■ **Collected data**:
——

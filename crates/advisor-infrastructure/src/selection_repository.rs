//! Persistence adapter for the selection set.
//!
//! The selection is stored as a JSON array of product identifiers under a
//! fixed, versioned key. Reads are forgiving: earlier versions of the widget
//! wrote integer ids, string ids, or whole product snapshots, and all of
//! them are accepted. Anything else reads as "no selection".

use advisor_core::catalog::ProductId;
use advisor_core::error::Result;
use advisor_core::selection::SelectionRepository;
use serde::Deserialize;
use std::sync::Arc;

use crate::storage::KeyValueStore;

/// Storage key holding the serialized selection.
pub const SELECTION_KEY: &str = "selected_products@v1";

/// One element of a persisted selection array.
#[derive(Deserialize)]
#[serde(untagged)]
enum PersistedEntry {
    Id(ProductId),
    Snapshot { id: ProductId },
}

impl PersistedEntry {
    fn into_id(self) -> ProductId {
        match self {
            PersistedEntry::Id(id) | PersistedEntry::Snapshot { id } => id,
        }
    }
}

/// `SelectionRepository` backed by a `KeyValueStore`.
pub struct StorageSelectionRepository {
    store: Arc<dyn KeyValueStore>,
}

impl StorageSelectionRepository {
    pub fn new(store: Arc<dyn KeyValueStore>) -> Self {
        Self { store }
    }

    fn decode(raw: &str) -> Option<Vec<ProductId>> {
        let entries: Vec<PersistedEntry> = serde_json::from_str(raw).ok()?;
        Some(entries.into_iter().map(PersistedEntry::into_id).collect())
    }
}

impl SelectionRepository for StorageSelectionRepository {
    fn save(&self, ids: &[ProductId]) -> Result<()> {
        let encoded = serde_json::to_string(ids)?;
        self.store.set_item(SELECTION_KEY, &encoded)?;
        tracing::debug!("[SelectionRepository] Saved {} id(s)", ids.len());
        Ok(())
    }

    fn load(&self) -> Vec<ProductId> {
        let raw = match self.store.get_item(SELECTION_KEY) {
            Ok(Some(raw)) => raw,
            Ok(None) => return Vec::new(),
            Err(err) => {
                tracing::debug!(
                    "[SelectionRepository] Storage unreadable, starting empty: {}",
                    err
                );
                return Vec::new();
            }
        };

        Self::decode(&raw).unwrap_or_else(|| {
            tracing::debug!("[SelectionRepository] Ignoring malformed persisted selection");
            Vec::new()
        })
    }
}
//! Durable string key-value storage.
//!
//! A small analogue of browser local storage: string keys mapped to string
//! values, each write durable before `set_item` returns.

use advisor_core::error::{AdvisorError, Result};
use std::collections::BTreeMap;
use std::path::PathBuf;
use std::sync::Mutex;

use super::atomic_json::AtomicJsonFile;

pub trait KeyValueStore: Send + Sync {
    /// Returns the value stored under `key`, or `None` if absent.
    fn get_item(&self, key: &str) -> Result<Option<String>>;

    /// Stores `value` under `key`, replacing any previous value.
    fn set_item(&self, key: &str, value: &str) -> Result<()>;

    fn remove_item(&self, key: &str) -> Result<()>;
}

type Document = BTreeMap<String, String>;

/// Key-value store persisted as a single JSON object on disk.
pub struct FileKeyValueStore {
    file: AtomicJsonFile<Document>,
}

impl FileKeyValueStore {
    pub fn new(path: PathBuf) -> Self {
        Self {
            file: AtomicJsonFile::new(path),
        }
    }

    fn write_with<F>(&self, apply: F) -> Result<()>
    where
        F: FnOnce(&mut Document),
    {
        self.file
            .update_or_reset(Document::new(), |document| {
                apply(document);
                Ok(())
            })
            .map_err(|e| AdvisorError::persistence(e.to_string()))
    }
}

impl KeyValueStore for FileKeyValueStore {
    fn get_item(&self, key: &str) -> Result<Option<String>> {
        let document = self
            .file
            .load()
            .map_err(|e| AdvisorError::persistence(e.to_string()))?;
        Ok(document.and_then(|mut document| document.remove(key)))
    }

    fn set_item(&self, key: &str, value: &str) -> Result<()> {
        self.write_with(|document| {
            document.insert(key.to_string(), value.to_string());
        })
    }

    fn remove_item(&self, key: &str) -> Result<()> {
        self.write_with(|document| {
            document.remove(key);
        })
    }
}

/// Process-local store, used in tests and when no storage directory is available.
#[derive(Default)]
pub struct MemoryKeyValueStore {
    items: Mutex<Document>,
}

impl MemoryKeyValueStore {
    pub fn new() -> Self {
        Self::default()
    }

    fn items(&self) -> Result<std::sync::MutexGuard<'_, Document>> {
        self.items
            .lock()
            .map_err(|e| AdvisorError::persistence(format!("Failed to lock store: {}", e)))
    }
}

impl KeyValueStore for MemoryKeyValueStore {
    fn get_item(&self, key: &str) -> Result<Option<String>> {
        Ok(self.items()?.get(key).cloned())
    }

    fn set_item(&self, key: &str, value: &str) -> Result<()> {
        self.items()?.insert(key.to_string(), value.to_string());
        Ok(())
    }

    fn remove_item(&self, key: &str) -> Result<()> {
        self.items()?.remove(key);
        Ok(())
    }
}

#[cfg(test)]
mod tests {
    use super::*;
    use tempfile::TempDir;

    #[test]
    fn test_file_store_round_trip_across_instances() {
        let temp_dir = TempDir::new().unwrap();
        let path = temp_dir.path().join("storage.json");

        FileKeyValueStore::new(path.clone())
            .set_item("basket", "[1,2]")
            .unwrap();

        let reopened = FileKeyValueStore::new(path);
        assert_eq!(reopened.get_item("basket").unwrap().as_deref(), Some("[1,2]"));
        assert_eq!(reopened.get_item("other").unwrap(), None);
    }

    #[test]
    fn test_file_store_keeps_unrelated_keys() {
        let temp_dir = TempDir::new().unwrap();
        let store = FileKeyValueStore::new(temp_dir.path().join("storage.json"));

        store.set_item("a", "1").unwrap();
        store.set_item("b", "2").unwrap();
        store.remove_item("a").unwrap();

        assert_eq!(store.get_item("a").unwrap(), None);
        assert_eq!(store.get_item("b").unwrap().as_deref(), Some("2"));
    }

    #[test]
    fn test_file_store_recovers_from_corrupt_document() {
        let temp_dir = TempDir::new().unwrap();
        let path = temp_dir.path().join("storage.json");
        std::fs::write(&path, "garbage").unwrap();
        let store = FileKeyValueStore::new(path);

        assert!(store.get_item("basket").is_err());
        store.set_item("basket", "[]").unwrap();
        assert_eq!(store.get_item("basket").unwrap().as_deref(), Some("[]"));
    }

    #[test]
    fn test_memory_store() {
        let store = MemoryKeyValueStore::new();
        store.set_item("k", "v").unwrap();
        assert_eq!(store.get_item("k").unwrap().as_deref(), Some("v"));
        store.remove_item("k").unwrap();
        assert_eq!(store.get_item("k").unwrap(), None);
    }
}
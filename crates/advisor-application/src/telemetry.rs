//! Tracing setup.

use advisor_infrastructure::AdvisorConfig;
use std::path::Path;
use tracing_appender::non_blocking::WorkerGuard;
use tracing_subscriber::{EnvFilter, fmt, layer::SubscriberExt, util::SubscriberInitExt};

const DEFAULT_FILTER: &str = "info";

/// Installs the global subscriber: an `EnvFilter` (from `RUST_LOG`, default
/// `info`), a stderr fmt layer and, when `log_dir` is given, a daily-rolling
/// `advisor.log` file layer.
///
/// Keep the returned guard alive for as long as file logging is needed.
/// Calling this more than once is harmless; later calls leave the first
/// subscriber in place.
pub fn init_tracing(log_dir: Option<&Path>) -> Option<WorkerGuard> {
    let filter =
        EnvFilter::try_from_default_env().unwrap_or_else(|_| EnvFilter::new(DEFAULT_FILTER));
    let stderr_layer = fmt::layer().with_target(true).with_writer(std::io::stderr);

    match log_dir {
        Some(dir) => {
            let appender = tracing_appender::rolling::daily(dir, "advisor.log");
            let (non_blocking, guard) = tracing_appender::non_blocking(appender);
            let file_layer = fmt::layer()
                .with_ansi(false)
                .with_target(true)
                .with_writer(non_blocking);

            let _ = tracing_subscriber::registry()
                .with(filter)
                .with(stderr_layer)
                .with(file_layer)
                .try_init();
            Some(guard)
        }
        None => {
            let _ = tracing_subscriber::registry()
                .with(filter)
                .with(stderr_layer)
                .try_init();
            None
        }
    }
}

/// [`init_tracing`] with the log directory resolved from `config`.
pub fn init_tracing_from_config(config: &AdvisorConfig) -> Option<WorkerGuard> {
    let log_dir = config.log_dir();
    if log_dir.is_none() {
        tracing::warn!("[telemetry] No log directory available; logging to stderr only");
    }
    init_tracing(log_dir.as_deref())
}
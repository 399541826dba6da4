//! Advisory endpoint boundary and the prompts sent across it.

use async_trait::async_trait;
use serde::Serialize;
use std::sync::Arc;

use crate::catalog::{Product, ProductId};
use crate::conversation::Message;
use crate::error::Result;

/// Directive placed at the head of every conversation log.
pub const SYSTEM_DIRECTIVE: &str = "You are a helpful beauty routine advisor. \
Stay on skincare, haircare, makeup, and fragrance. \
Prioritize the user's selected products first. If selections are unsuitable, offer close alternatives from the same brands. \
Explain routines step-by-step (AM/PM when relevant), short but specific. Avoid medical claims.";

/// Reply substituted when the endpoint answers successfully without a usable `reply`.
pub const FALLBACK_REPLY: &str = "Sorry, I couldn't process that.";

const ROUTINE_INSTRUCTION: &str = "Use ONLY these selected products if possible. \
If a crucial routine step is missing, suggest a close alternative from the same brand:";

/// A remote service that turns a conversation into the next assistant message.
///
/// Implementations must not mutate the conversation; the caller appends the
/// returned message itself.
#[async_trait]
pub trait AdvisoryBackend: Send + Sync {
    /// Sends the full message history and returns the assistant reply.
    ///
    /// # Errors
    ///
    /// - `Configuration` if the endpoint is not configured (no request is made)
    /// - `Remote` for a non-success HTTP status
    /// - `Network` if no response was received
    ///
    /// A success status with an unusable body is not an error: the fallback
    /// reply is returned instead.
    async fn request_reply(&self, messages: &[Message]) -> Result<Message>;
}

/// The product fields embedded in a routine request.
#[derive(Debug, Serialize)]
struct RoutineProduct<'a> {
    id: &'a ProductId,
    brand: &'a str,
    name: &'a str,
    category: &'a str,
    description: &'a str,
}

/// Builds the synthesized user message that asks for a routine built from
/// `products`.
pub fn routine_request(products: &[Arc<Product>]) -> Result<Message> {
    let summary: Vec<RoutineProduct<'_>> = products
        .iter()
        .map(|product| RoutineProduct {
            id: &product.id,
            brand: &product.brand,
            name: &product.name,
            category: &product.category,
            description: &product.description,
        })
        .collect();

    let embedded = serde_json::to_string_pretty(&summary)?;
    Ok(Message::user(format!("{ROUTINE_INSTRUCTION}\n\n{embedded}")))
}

——

■ **Brief**: Identify every line above that includes the word "basket", and show those lines.

■ **Response area**:
            .set_item("basket", "[1,2]")
        assert_eq!(reopened.get_item("basket").unwrap().as_deref(), Some("[1,2]"));
        assert!(store.get_item("basket").is_err());
        store.set_item("basket", "[]").unwrap();
        assert_eq!(store.get_item("basket").unwrap().as_deref(), Some("[]"));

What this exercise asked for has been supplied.